In this scheme, various degrees of core logic support are necessary. If the processor controls the arbitration and cache coherency directly, standard desktop core logic may be used.



Otherwise, special core logic would need to be incorporated to provide the multiprocessing control.

The biggest advantage of this topology is cost. Of the three multiprocessing solutions discussed in this paper, the SLAC SMP is the least costly to implement. Look-aside caches are less expensive than look-through caches since they have only one port and have a simpler design.

Also, since the processors are sharing an L2 cache, the only unique expense incurred is for the multiprocessing-capable core logic (if required).

The disadvantage to this type of configuration is the high amount of traffic between the processors, the L2 cache, and the core logic on the system bus. In a look-aside configuration, there is no bus isolation, or filtering, of irrelevant information (i.e., a snoop must go to all processors and the L2 cache). All traffic occurs on the system bus. To avoid saturating the bus, this configuration is typically used with only two microprocessors. Due to the overhead on the system bus, the performance gain is usually around 1.3X - 1.5X.

Although it has the lowest performance of the three multiprocessing configurations, SLAC SMP systems are the most commonly used.

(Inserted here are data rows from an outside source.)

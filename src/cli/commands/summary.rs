use crate::AppContext;
use crate::cli::commands::data::load_attendance;
use crate::cli::parser::Commands;
use crate::core::aggregate::{AttendanceNote, AttendanceSummary, summarize};
use crate::core::range::DateRange;
use crate::errors::AppResult;
use crate::export::model::format_hours;
use crate::models::AttendanceStatus;
use crate::ui::messages::{header, warning};
use crate::ui::table::{Column, Table};
use ansi_term::Colour;

pub fn handle(cmd: &Commands, ctx: &AppContext) -> AppResult<()> {
    if let Commands::Summary {
        range,
        employee,
        input,
    } = cmd
    {
        let range = DateRange::parse(range)?;
        let (employees, entries) =
            load_attendance(ctx, &range, employee.as_deref(), input.as_deref())?;

        let rows = summarize(&employees, &entries, &range, employee.as_deref());

        if rows.is_empty() {
            warning("No employees matched the selection.");
            return Ok(());
        }

        header(format!("Attendance summary {range}"));
        print!("{}", render(&rows));
    }
    Ok(())
}

pub(crate) fn render(rows: &[AttendanceSummary]) -> String {
    let mut table = Table::new(vec![
        Column::left("ID"),
        Column::left("Name"),
        Column::left("Department"),
        Column::left("Statuses"),
        Column::right("Days"),
        Column::right("Reg h"),
        Column::right("OT h"),
        Column::right("Rate"),
        Column::left("Note"),
    ]);

    for r in rows {
        table.add_row(vec![
            r.employee_id.clone(),
            r.name.clone(),
            r.department.clone().unwrap_or_else(|| "-".into()),
            status_breakdown(r),
            r.working_days.to_string(),
            format_hours(r.regular_hours),
            format_hours(r.overtime_hours),
            r.rate.to_string(),
            note_colour(r.note).paint(r.note.as_str()).to_string(),
        ]);
    }

    table.render()
}

/// Non-zero status counts, e.g. `Present 2, Half Day 1`.
fn status_breakdown(r: &AttendanceSummary) -> String {
    let mut parts: Vec<String> = AttendanceStatus::ALL
        .iter()
        .filter(|st| r.counts.get(**st) > 0)
        .map(|st| format!("{} {}", st.label(), r.counts.get(*st)))
        .collect();
    if r.unrecognized > 0 {
        parts.push(format!("other {}", r.unrecognized));
    }
    if parts.is_empty() {
        "-".to_string()
    } else {
        parts.join(", ")
    }
}

fn note_colour(note: AttendanceNote) -> Colour {
    match note {
        AttendanceNote::Perfect | AttendanceNote::Excellent => Colour::Green,
        AttendanceNote::Good => Colour::Cyan,
        AttendanceNote::NeedsImprovement => Colour::Yellow,
        AttendanceNote::Poor | AttendanceNote::Suspended | AttendanceNote::Attrition => Colour::Red,
        AttendanceNote::NoWorkingDays => Colour::White,
    }
}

The price/performance ratio delivers a solution well suited for the high-end desktop market.

<u>Configuration Summary</u>. Table 1 summarizes the performance gain and relative costs associated with each of the three multiprocessing configurations which have been discussed. As expected, performance gain is directly proportional to cost.

| Configuration | Performance Gain | Relative Cost |
|---------------|------------------|---------------|
| PC SMP        | 1.6 - 1.8 X      | \$\$\$\$      |
| SLTC SMP      | 1.4 - 1.6 X      | \$\$          |
| SLAC SMP      | 1.3 - 1.5 X      | \$            |

**Table 1:** Multiprocessing System Configuration Summary. Performance gain estimates of three dual-processor SMP system configurations versus a uniprocessor system and the relative costs of each configuration.

### **Uniprocessor Interrupt Handling**

As stated earlier, the channeling and processing of interrupts is handled by the interrupt controller. In a symmetric multiprocessing system, any interrupt from any source can be routed to any processor and handled there. Before discussing how the interrupt controller works to control interrupts in such an SMP system, a general overview of the industry standard 8259 interrupt process for uniprocessor systems is provided.

<u>The Interrupt Controller</u>. In an x86 uniprocessor system, there are many sources for interrupts (the serial interface, parallel interface, floppy/hard disk controller, network adapter, keyboard, mouse, etc.) but only one interrupt pin on the single microprocessor to receive them. It is the responsibility of the programmable interrupt controller (PIC) to receive interrupt requests from the various sources, prioritize them, and route them in order of priority to the microprocessor.

In a multiprocessing system, extra support is needed to handle the processing of interrupts by multiple processors. With multiple processors available to process interrupts, the PIC now needs to decide which processor to deliver each interrupt to and keep track of these assignments.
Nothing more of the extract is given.